Alzheimer's disease (AD) is one of the most prevalent neurodegenerative diseases. Growing evidence suggested that AD is associated with neuroinflammation, characterized with the chronic activation of microglial cells and astrocytes along with the subsequent excessive generation of the proinflammatory molecules. This study aimed to investigate the effect and molecular mechanism of Demethylenetetrahydroberberine (DMTHB) on Alzheimer’s disease (AD). AD mice model were made by intracranial injection of Aβ25–35. DMTHB (50 mg/kg or 150 mg/kg) was intragastrically administered every day for three weeks. Morris water maze (MWM) was applied to evaluate the capacity of learning and memory of mice.
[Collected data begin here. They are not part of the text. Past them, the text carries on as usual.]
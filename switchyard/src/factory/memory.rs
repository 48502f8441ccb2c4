//
// Copyright 2026 Hans W. Uhlig. All Rights Reserved.
//
// Licensed under the Apache License, Version 2.0 (the "License");
// you may not use this file except in compliance with the License.
// You may obtain a copy of the License at
//
//      http://www.apache.org/licenses/LICENSE-2.0
//
// Unless required by applicable law or agreed to in writing, software
// distributed under the License is distributed on an "AS IS" BASIS,
// WITHOUT WARRANTIES OR CONDITIONS OF ANY KIND, either express or implied.
// See the License for the specific language governing permissions and
// limitations under the License.
//


//! In-process transport factory.

use crate::factory::{CreationError, TransportFactory};
use async_trait::async_trait;
use parking_lot::RwLock;
use std::fmt;
use std::sync::Arc;

type Constructor<C, T> = Arc<dyn Fn(&str, C) -> Result<T, CreationError> + Send + Sync>;

/// A [`TransportFactory`] backed by constructor closures held in memory.
///
/// Transport types are kept in registration order. Registering a name that
/// already exists replaces its constructor without moving it.
///
/// # Examples
///
/// ```rust
/// use switchyard::factory::{MemoryFactory, TransportFactory};
///
/// # async fn example() -> Result<(), Box<dyn std::error::Error>> {
/// let factory: MemoryFactory<u16, String> = MemoryFactory::new();
/// factory.register("websocket", |name, port| Ok(format!("{name}:{port}")));
/// factory.register("sse", |name, port| Ok(format!("{name}:{port}")));
///
/// assert_eq!(factory.registered_names(), vec!["websocket", "sse"]);
/// assert_eq!(factory.create("sse", 8080).await?, "sse:8080");
/// assert!(factory.create("quic", 443).await.is_err());
/// # Ok(())
/// # }
/// ```
pub struct MemoryFactory<C, T> {
    entries: RwLock<Vec<(String, Constructor<C, T>)>>,
}

impl<C, T> MemoryFactory<C, T> {
    /// Creates a factory with no registered transport types.
    pub fn new() -> Self {
        Self {
            entries: RwLock::new(Vec::new()),
        }
    }

    /// Registers a transport type and the closure that builds it.
    pub fn register<N, F>(&self, name: N, constructor: F)
    where
        N: Into<String>,
        F: Fn(&str, C) -> Result<T, CreationError> + Send + Sync + 'static,
    {
        let name = name.into();
        let constructor: Constructor<C, T> = Arc::new(constructor);
        let mut entries = self.entries.write();

        match entries.iter_mut().find(|(existing, _)| *existing == name) {
            Some(entry) => entry.1 = constructor,
            None => entries.push((name, constructor)),
        }
    }

    /// Removes a transport type, returning `true` if it was registered.
    pub fn unregister(&self, name: &str) -> bool {
        let mut entries = self.entries.write();
        let before = entries.len();
        entries.retain(|(existing, _)| existing != name);
        entries.len() != before
    }

    /// Returns `true` if a transport type with this name is registered.
    pub fn is_registered(&self, name: &str) -> bool {
        self.entries.read().iter().any(|(existing, _)| existing == name)
    }

    /// Returns the number of registered transport types.
    pub fn len(&self) -> usize {
        self.entries.read().len()
    }

    /// Returns `true` if no transport types are registered.
    pub fn is_empty(&self) -> bool {
        self.entries.read().is_empty()
    }
}

impl<C, T> Default for MemoryFactory<C, T> {
    fn default() -> Self {
        Self::new()
    }
}

impl<C, T> fmt::Debug for MemoryFactory<C, T> {
    fn fmt(&self, f: &mut fmt::Formatter<'_>) -> fmt::Result {
        let names: Vec<String> = self
            .entries
            .read()
            .iter()
            .map(|(name, _)| name.clone())
            .collect();
        f.debug_struct("MemoryFactory")
            .field("transports", &names)
            .finish()
    }
}

#[async_trait]
impl<C, T> TransportFactory for MemoryFactory<C, T>
where
    C: Send + 'static,
    T: Send + 'static,
{
    type Config = C;
    type Transport = T;

    fn registered_names(&self) -> Vec<String> {
        self.entries
            .read()
            .iter()
            .map(|(name, _)| name.clone())
            .collect()
    }

    async fn create(&self, name: &str, config: C) -> Result<T, CreationError> {
        // Clone the constructor out so the lock is not held while it runs.
        let constructor = self
            .entries
            .read()
            .iter()
            .find(|(existing, _)| existing == name)
            .map(|(_, constructor)| Arc::clone(constructor));

        match constructor {
            Some(constructor) => constructor(name, config),
            None => Err(CreationError::UnknownTransport {
                name: name.to_string(),
            }),
        }
    }
}

#[cfg(test)]
mod tests {
    use super::*;

    fn echo(name: &str, config: u32) -> Result<String, CreationError> {
        Ok(format!("{}-{}", name, config))
    }

    #[test]
    fn test_new_is_empty() {
        let factory: MemoryFactory<u32, String> = MemoryFactory::new();
        assert!(factory.is_empty());
        assert!(factory.registered_names().is_empty());
    }

    #[test]
    fn test_registration_order_preserved() {
        let factory = MemoryFactory::new();
        factory.register("websocket", echo);
        factory.register("sse", echo);
        factory.register("http-poll", echo);

        assert_eq!(
            factory.registered_names(),
            vec!["websocket", "sse", "http-poll"]
        );
        assert_eq!(factory.len(), 3);
    }

    #[test]
    fn test_reregister_keeps_position() {
        let factory = MemoryFactory::new();
        factory.register("websocket", echo);
        factory.register("sse", echo);
        factory.register("websocket", |_name: &str, _config: u32| {
            Ok("replaced".to_string())
        });

        assert_eq!(factory.registered_names(), vec!["websocket", "sse"]);
    }

    #[test]
    fn test_unregister() {
        let factory = MemoryFactory::new();
        factory.register("websocket", echo);

        assert!(factory.unregister("websocket"));
        assert!(!factory.unregister("websocket"));
        assert!(!factory.is_registered("websocket"));
    }

    #[tokio::test]
    async fn test_create_known_transport() {
        let factory = MemoryFactory::new();
        factory.register("sse", echo);

        let transport = factory.create("sse", 7).await.unwrap();
        assert_eq!(transport, "sse-7");
    }

    #[tokio::test]
    async fn test_create_unknown_transport() {
        let factory = MemoryFactory::new();
        factory.register("sse", echo);

        let error = factory.create("websocket", 7).await.unwrap_err();
        assert!(error.is_unknown_transport());
        assert_eq!(error.transport_name(), "websocket");
    }

    #[tokio::test]
    async fn test_create_propagates_constructor_error() {
        let factory = MemoryFactory::new();
        factory.register("websocket", |name: &str, config: u32| {
            if config == 0 {
                Err(CreationError::InvalidConfiguration {
                    name: name.to_string(),
                    reason: "port must be non-zero".to_string(),
                })
            } else {
                Ok(config)
            }
        });

        assert_eq!(factory.create("websocket", 80).await.unwrap(), 80);
        let error = factory.create("websocket", 0).await.unwrap_err();
        assert!(error.is_configuration_error());
    }

    #[tokio::test]
    async fn test_shared_factory_through_arc() {
        let factory = Arc::new(MemoryFactory::new());
        factory.register("sse", echo);

        let shared: Arc<MemoryFactory<u32, String>> = Arc::clone(&factory);
        assert_eq!(TransportFactory::registered_names(&shared), vec!["sse"]);

        factory.register("websocket", echo);
        assert_eq!(shared.registered_names().len(), 2);
    }
}
//
// Copyright 2026 Hans W. Uhlig. All Rights Reserved.
//
// Licensed under the Apache License, Version 2.0 (the "License");
// you may not use this file except in compliance with the License.
// You may obtain a copy of the License at
//
//      http://www.apache.org/licenses/LICENSE-2.0
//
// Unless required by applicable law or agreed to in writing, software
// distributed under the License is distributed on an "AS IS" BASIS,
// WITHOUT WARRANTIES OR CONDITIONS OF ANY KIND, either express or implied.
// See the License for the specific language governing permissions and
// limitations under the License.
//


use crate::capabilities::{Capabilities, FeatureValue};
use std::collections::{BTreeSet, HashSet};
use std::fmt;
use std::sync::Arc;

/// A capability the two sides could not agree on.
#[derive(Debug, Clone, PartialEq, Eq)]
pub struct CapabilityConflict {
    /// Name of the conflicting capability
    pub capability: String,
    /// Value advertised locally
    pub local_value: String,
    /// Value advertised by the peer
    pub remote_value: String,
    /// Why the values could not be reconciled
    pub reason: String,
}

/// Outcome of comparing local and remote capabilities.
///
/// `agreed` holds what both sides support; `local_only` and `remote_only`
/// hold what just one side offers.
#[derive(Debug, Clone, Default, PartialEq, Eq)]
pub struct NegotiationResult {
    /// Capabilities supported by both sides
    pub agreed: Capabilities,
    /// Capabilities only the local side supports
    pub local_only: Capabilities,
    /// Capabilities only the remote side supports
    pub remote_only: Capabilities,
    /// Values that could not be reconciled
    pub conflicts: Vec<CapabilityConflict>,
    /// Whether a different transport should be used instead
    pub fallback_required: bool,
    /// Why a fallback is required, if it is
    pub fallback_reason: Option<String>,
}

impl NegotiationResult {
    /// Returns `true` if negotiation finished without conflicts.
    pub fn is_compatible(&self) -> bool {
        self.conflicts.is_empty() && !self.fallback_required
    }
}

/// Resolves a custom feature both peers advertise with different values.
///
/// Rules are consulted in the order they were added to a [`Negotiator`].
/// A rule that handles a feature may still return `None` to leave it to the
/// next rule; when no rule resolves it, equal values are agreed and
/// different values become a [`CapabilityConflict`].
///
/// # Examples
///
/// ```rust
/// use switchyard::capabilities::{FeatureValue, NegotiationRule};
///
/// /// Agrees on a codec only if both sides offer "cbor".
/// struct PreferCbor;
///
/// impl NegotiationRule for PreferCbor {
///     fn can_handle(&self, feature: &str) -> bool {
///         feature == "codecs"
///     }
///
///     fn negotiate(
///         &self,
///         _feature: &str,
///         local: &FeatureValue,
///         remote: &FeatureValue,
///     ) -> Option<FeatureValue> {
///         let cbor = FeatureValue::from("cbor");
///         match (local, remote) {
///             (FeatureValue::List(l), FeatureValue::List(r))
///                 if l.contains(&cbor) && r.contains(&cbor) => Some(cbor),
///             _ => None,
///         }
///     }
///
///     fn name(&self) -> &str {
///         "PreferCbor"
///     }
/// }
/// ```
pub trait NegotiationRule: Send + Sync {
    /// Returns `true` if this rule applies to the named feature.
    fn can_handle(&self, feature: &str) -> bool;

    /// Produce the agreed value, or `None` if this rule cannot reconcile them.
    fn negotiate(
        &self,
        feature: &str,
        local: &FeatureValue,
        remote: &FeatureValue,
    ) -> Option<FeatureValue>;

    /// Get a human-readable name for this rule.
    fn name(&self) -> &str;
}

/// Agrees on the smaller of two integer values for a fixed set of features.
///
/// Suited to limits both sides must respect, such as window sizes or stream
/// counts. Non-integer values are left to the next rule.
///
/// # Examples
///
/// ```rust
/// use switchyard::capabilities::{Capabilities, FeatureValue, MinimumRule, Negotiator};
///
/// let negotiator = Negotiator::new().with_rule(MinimumRule::new(["window"]));
///
/// let local = Capabilities::new().with_feature("window", 64);
/// let remote = Capabilities::new().with_feature("window", 16);
///
/// let result = negotiator.negotiate(&local, &remote);
/// assert_eq!(result.agreed.feature("window"), Some(&FeatureValue::Integer(16)));
/// assert!(result.is_compatible());
/// ```
#[derive(Debug, Clone, Default)]
pub struct MinimumRule {
    features: HashSet<String>,
}

impl MinimumRule {
    /// Create a rule covering the given feature names.
    pub fn new<I, S>(features: I) -> Self
    where
        I: IntoIterator<Item = S>,
        S: Into<String>,
    {
        Self {
            features: features.into_iter().map(Into::into).collect(),
        }
    }
}

impl NegotiationRule for MinimumRule {
    fn can_handle(&self, feature: &str) -> bool {
        self.features.contains(feature)
    }

    fn negotiate(
        &self,
        _feature: &str,
        local: &FeatureValue,
        remote: &FeatureValue,
    ) -> Option<FeatureValue> {
        let smaller = local.as_integer()?.min(remote.as_integer()?);
        Some(FeatureValue::Integer(smaller))
    }

    fn name(&self) -> &str {
        "MinimumRule"
    }
}

/// Compares local and remote capabilities, with pluggable rules for custom
/// features.
///
/// The fixed capability fields are negotiated the same way regardless of
/// rules:
///
/// - flags and sets split into agreed, local-only and remote-only parts
/// - message size limits agree on the smaller bound
/// - a protocol version mismatch is a conflict that requires a fallback
///
/// Custom [`features`](Capabilities::features) present on one side only are
/// reported as local-only or remote-only. Features present on both sides are
/// offered to each [`NegotiationRule`] that handles them, in the order the
/// rules were added; unresolved features are agreed if their values are equal
/// and reported as conflicts otherwise. A feature conflict makes the result
/// incompatible but does not by itself require a fallback.
///
/// Cloning a negotiator is cheap; rules are shared.
#[derive(Clone, Default)]
pub struct Negotiator {
    rules: Vec<Arc<dyn NegotiationRule>>,
}

impl Negotiator {
    /// Create a negotiator without rules.
    pub fn new() -> Self {
        Self::default()
    }

    /// Append a rule.
    pub fn add_rule(&mut self, rule: Arc<dyn NegotiationRule>) {
        self.rules.push(rule);
    }

    /// Append a rule, builder style.
    pub fn with_rule(mut self, rule: impl NegotiationRule + 'static) -> Self {
        self.rules.push(Arc::new(rule));
        self
    }

    /// Get the number of rules.
    pub fn rule_count(&self) -> usize {
        self.rules.len()
    }

    /// Negotiate the capabilities two peers can use together.
    pub fn negotiate(&self, local: &Capabilities, remote: &Capabilities) -> NegotiationResult {
        let mut result = NegotiationResult::default();

        let (agreed, local_only, remote_only) = split_flag(local.streaming, remote.streaming);
        result.agreed.streaming = agreed;
        result.local_only.streaming = local_only;
        result.remote_only.streaming = remote_only;

        let (agreed, local_only, remote_only) =
            split_flag(local.bidirectional, remote.bidirectional);
        result.agreed.bidirectional = agreed;
        result.local_only.bidirectional = local_only;
        result.remote_only.bidirectional = remote_only;

        let (agreed, local_only, remote_only) = split_flag(local.multiplexing, remote.multiplexing);
        result.agreed.multiplexing = agreed;
        result.local_only.multiplexing = local_only;
        result.remote_only.multiplexing = remote_only;

        let (agreed, local_only, remote_only) = split_flag(local.reconnection, remote.reconnection);
        result.agreed.reconnection = agreed;
        result.local_only.reconnection = local_only;
        result.remote_only.reconnection = remote_only;

        let (agreed, local_only, remote_only) = split_set(&local.compression, &remote.compression);
        result.agreed.compression = agreed;
        result.local_only.compression = local_only;
        result.remote_only.compression = remote_only;

        let (agreed, local_only, remote_only) = split_set(&local.security, &remote.security);
        result.agreed.security = agreed;
        result.local_only.security = local_only;
        result.remote_only.security = remote_only;

        match (local.max_message_size, remote.max_message_size) {
            (0, 0) => {}
            (l, 0) => result.local_only.max_message_size = l,
            (0, r) => result.remote_only.max_message_size = r,
            (l, r) => result.agreed.max_message_size = l.min(r),
        }

        if local.protocol_version == remote.protocol_version {
            result.agreed.protocol_version = local.protocol_version.clone();
        } else {
            result.conflicts.push(CapabilityConflict {
                capability: "protocol_version".to_string(),
                local_value: local.protocol_version.clone().unwrap_or_default(),
                remote_value: remote.protocol_version.clone().unwrap_or_default(),
                reason: "protocol version mismatch".to_string(),
            });
            result.fallback_required = true;
            result.fallback_reason = Some("protocol version incompatibility".to_string());
        }

        self.negotiate_features(local, remote, &mut result);
        result
    }

    fn negotiate_features(
        &self,
        local: &Capabilities,
        remote: &Capabilities,
        result: &mut NegotiationResult,
    ) {
        for (key, local_value) in &local.features {
            let Some(remote_value) = remote.features.get(key) else {
                result.local_only.features.insert(key.clone(), local_value.clone());
                continue;
            };

            let resolved = self
                .rules
                .iter()
                .filter(|rule| rule.can_handle(key))
                .find_map(|rule| rule.negotiate(key, local_value, remote_value));

            match resolved {
                Some(value) => {
                    result.agreed.features.insert(key.clone(), value);
                }
                None if local_value == remote_value => {
                    result.agreed.features.insert(key.clone(), local_value.clone());
                }
                None => result.conflicts.push(CapabilityConflict {
                    capability: key.clone(),
                    local_value: local_value.to_string(),
                    remote_value: remote_value.to_string(),
                    reason: "feature value mismatch".to_string(),
                }),
            }
        }

        for (key, remote_value) in &remote.features {
            if !local.features.contains_key(key) {
                result.remote_only.features.insert(key.clone(), remote_value.clone());
            }
        }
    }
}

impl fmt::Debug for Negotiator {
    fn fmt(&self, f: &mut fmt::Formatter<'_>) -> fmt::Result {
        let rules: Vec<&str> = self.rules.iter().map(|rule| rule.name()).collect();
        f.debug_struct("Negotiator").field("rules", &rules).finish()
    }
}

/// Negotiates the capabilities two peers can use together, without any
/// custom feature rules.
///
/// Equivalent to `Negotiator::new().negotiate(local, remote)`.
///
/// # Examples
///
/// ```rust
/// use switchyard::capabilities::{negotiate, Capabilities, CompressionType};
///
/// let local = Capabilities::new()
///     .with_streaming(true)
///     .with_compression(CompressionType::Gzip)
///     .with_compression(CompressionType::Zstd)
///     .with_max_message_size(1024);
/// let remote = Capabilities::new()
///     .with_compression(CompressionType::Zstd)
///     .with_max_message_size(512);
///
/// let result = negotiate(&local, &remote);
/// assert!(result.local_only.streaming);
/// assert!(result.agreed.compression.contains(&CompressionType::Zstd));
/// assert_eq!(result.agreed.max_message_size, 512);
/// assert!(result.is_compatible());
/// ```
pub fn negotiate(local: &Capabilities, remote: &Capabilities) -> NegotiationResult {
    Negotiator::new().negotiate(local, remote)
}

fn split_flag(local: bool, remote: bool) -> (bool, bool, bool) {
    (local && remote, local && !remote, !local && remote)
}

fn split_set<T: Ord + Clone>(
    local: &BTreeSet<T>,
    remote: &BTreeSet<T>,
) -> (BTreeSet<T>, BTreeSet<T>, BTreeSet<T>) {
    (
        local.intersection(remote).cloned().collect(),
        local.difference(remote).cloned().collect(),
        remote.difference(local).cloned().collect(),
    )
}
Pathological change and neuronal death were detected by HE staining Moreover, the expressions of NLRP3, ASC, Caspase 1, IL-6, IL‐1β, TNF-α and Tau in the brain tissue were measured by qRT-PCR and western blot. Our results showed that the cognition of AD mice was significantly improved by DMTHB administration. DMTHB inhibited the activation of the microglia and significantly reduced the expression of Iba-1 in the brains of AD mice. In addition, DMTHB effectively suppressed the activation of NLRP3 inflammasome induced by Aβ25–35. The results showed that the content of inflammatory cytokine (TNF-α, IL‐1β and IL-6) in the brains of AD mice were down-regulated by DMTHB treatment. More importantly, DMTHB treatment significantly alleviated hippocampus neuron deformation and apoptosis. These results indicated that DMTHB could be a potential medicine against AD through regulation of neuroinflammation.